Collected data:

··········

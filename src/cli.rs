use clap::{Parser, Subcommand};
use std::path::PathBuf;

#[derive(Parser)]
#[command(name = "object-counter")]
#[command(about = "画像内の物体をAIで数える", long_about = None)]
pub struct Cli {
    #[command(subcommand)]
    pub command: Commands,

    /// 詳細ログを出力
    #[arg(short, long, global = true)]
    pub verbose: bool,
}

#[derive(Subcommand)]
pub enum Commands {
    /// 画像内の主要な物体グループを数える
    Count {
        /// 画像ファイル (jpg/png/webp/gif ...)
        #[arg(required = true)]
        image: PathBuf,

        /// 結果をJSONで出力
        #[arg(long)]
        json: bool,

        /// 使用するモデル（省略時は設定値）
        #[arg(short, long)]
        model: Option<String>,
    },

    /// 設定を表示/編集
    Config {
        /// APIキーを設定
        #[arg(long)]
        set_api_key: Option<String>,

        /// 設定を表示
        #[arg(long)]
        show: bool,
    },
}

··········

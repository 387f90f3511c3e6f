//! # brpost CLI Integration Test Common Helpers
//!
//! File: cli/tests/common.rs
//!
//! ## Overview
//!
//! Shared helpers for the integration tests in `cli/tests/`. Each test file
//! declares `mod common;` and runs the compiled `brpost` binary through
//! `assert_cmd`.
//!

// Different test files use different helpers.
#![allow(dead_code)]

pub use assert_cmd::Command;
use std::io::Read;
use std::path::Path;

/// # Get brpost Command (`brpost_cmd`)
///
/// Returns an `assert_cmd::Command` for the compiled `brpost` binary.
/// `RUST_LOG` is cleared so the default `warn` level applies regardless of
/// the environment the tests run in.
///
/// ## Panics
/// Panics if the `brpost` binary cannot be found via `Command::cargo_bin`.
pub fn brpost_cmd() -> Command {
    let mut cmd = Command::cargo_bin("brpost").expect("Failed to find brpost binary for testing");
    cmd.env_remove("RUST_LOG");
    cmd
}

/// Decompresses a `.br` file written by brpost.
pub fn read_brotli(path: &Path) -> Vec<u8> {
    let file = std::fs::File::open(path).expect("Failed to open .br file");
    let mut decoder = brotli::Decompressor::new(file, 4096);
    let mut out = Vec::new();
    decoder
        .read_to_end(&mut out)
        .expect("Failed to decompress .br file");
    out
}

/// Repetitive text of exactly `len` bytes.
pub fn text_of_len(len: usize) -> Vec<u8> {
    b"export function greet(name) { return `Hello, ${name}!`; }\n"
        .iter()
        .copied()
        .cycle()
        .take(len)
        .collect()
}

··········

• EXERCISE DETAILS
If the string "tests" appears in a line of the entries, report the line.

• ANSWER TO THIS EXERCISE
//! File: cli/tests/common.rs
//! Shared helpers for the integration tests in `cli/tests/`. Each test file
/// the environment the tests run in.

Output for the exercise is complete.